業務の中で、のんちゃんはどんな実践をされていますか?

のんちゃん
まず「話しやすい雰囲気づくり」を意識しています。朝の打ち合わせでは必ず「一言スモールトーク」を入れるんです。「昨日こんなことがあって…」とか「今日はこんな気分です」みたいに。

ひろき
なるほど。いきなり業務ではなく、ちょっとした雑談から入るんですね。

のんちゃん
そうです。それだけで場が柔らかくなり、発言のしやすさが変わります。それに、部下の提案はできるだけ「Yes, And」で受け止めています。「いいね、そしてこうしてみたらどう?」と返すことで、「話してよかった」と思ってもらえるようにしたいんです。

ひろき
素晴らしいですね!肯定から入り、意見を付け加える積み重ねが、共感している姿勢も伝えることができて心理的安全性をつくりますね。

小さな実践の積み重ね

ひろき
のんちゃんとのお話を聞いていると、「チームで対話しながら進める」仕組みづくりと、日々の会話のなかでの関係性づくりをされているのが心理的安全性につながっていると感じました。

のんちゃん
そうですね。現場では「小さなこと」からでないと続きません。提案を受け止める、雑談を欠かさない――そんな積み重ねが変化を嫌う空気をやわらげます。

ひろき
小さなYes, Andの積み重ねで安心できる環境ができ、そこから学びや挑戦が生まれるんですね。

組織全体に広げる

ひろき
今では他の部署でも同じことをやってほしいと頼まれ、他部署の管理職も兼任されているとお聞きしました。

のんちゃん
はい、副部長として部署をまたいで兼任しています。

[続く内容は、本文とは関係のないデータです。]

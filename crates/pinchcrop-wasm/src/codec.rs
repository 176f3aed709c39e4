//! Source decoding and output encoding bindings.

use crate::types::JsPixelImage;
use pinchcrop_core::raster;
use wasm_bindgen::prelude::*;

/// Decode JPEG or PNG bytes into an upright RGB image.
///
/// EXIF orientation is applied, so the result matches what a browser shows
/// for the same file.
///
/// # Example
///
/// ```typescript
/// const bytes = new Uint8Array(await file.arrayBuffer());
/// const source = decode_image(bytes);
/// ```
#[wasm_bindgen]
pub fn decode_image(bytes: &[u8]) -> Result<JsPixelImage, JsValue> {
    raster::decode_image(bytes)
        .map(JsPixelImage::from_core)
        .map_err(|e| JsValue::from_str(&e.to_string()))
}

/// Encode an image as JPEG. `quality` is clamped to 1-100.
///
/// # Example
///
/// ```typescript
/// const cropped = session.done();
/// const jpeg = encode_jpeg(cropped, 90);
/// const blob = new Blob([jpeg], { type: 'image/jpeg' });
/// ```
#[wasm_bindgen]
pub fn encode_jpeg(image: &JsPixelImage, quality: u8) -> Result<Vec<u8>, JsValue> {
    let image = image.to_core().map_err(|e| JsValue::from_str(&e.to_string()))?;
    raster::encode_jpeg(&image, quality).map_err(|e| JsValue::from_str(&e.to_string()))
}

#[cfg(test)]
mod tests {
    use super::*;

    #[test]
    fn test_encode_then_decode() {
        let img = JsPixelImage::new(16, 8, vec![90u8; 16 * 8 * 3]);
        let jpeg = encode_jpeg(&img, 85).unwrap();
        let decoded = decode_image(&jpeg).unwrap();
        assert_eq!(decoded.width(), 16);
        assert_eq!(decoded.height(), 8);
    }
}
//! Source image decoding with EXIF orientation handling.

use std::io::Cursor;

use exif::{In, Reader, Tag};
use image::{DynamicImage, ImageReader};
use serde::{Deserialize, Serialize};
use thiserror::Error;

use super::PixelImage;

/// Errors that can occur while decoding a source image.
#[derive(Debug, Error)]
pub enum DecodeError {
    /// The bytes are not a recognized image format.
    #[error("Invalid or unsupported image format: {0}")]
    InvalidFormat(String),

    /// The image is corrupted or truncated.
    #[error("Corrupted or incomplete image file: {0}")]
    CorruptedFile(String),
}

/// EXIF orientation values (1-8).
#[derive(Debug, Clone, Copy, PartialEq, Eq, Default, Serialize, Deserialize)]
#[repr(u8)]
pub enum Orientation {
    #[default]
    Normal = 1,
    FlipHorizontal = 2,
    Rotate180 = 3,
    FlipVertical = 4,
    /// Flip horizontal + rotate 270 CW.
    Transpose = 5,
    Rotate90CW = 6,
    /// Flip horizontal + rotate 90 CW.
    Transverse = 7,
    Rotate270CW = 8,
}

impl From<u32> for Orientation {
    fn from(value: u32) -> Self {
        match value {
            2 => Orientation::FlipHorizontal,
            3 => Orientation::Rotate180,
            4 => Orientation::FlipVertical,
            5 => Orientation::Transpose,
            6 => Orientation::Rotate90CW,
            7 => Orientation::Transverse,
            8 => Orientation::Rotate270CW,
            _ => Orientation::Normal,
        }
    }
}

impl Orientation {
    /// Read the orientation tag from an image container, if present.
    pub fn from_bytes(bytes: &[u8]) -> Self {
        let mut cursor = Cursor::new(bytes);
        Reader::new()
            .read_from_container(&mut cursor)
            .ok()
            .and_then(|exif| {
                exif.get_field(Tag::Orientation, In::PRIMARY)
                    .and_then(|field| field.value.get_uint(0))
            })
            .map(Orientation::from)
            .unwrap_or_default()
    }

    fn apply(self, img: DynamicImage) -> DynamicImage {
        match self {
            Orientation::Normal => img,
            Orientation::FlipHorizontal => img.fliph(),
            Orientation::Rotate180 => img.rotate180(),
            Orientation::FlipVertical => img.flipv(),
            Orientation::Transpose => img.rotate90().fliph(),
            Orientation::Rotate90CW => img.rotate90(),
            Orientation::Transverse => img.rotate270().fliph(),
            Orientation::Rotate270CW => img.rotate270(),
        }
    }
}

/// Decode JPEG or PNG bytes into an upright RGB8 image.
///
/// The crop geometry is computed against what the user sees, so the EXIF
/// orientation is baked into the pixels here rather than carried alongside.
pub fn decode_image(bytes: &[u8]) -> Result<PixelImage, DecodeError> {
    let orientation = Orientation::from_bytes(bytes);

    let reader = ImageReader::new(Cursor::new(bytes))
        .with_guessed_format()
        .map_err(|e| DecodeError::CorruptedFile(e.to_string()))?;
    if reader.format().is_none() {
        return Err(DecodeError::InvalidFormat(
            "unrecognized image signature".to_string(),
        ));
    }

    let img = reader
        .decode()
        .map_err(|e| DecodeError::CorruptedFile(e.to_string()))?;

    Ok(PixelImage::from_rgb_image(orientation.apply(img).into_rgb8()))
}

部署を超えて心理的安全性が根付けば、現場全体の学びも深まると思います。

ひろき
現場全体に心理的安全性が広がり、学びが深められる環境がつくれるととても良いですね。

のんちゃん 本日はご対談いただきありがとうございました(^^)

まとめ

のんちゃんのお話を伺って、現場の変化を進めていくためには大きな改革ではなく、日常の「小さな実践の積み重ね」が大切なのだと改めて感じました。

スモールトークや「Yes, And」での受け止めは心理的安全性を育む土台になりますし、面談でも「同じイメージを共有しながら聴く」工夫が、心理的安全性につながることを実感しました。

また、「Nさんの放課後」と呼ばれる自然な雑談の場が、心理的安全性を象徴する実践として息づいているのも印象的でした。
こうした取り組みが部署を超えて広がることで、組織全体の文化変容につながっていくのだと感じました。

ここまでお読みいただきありがとうございます。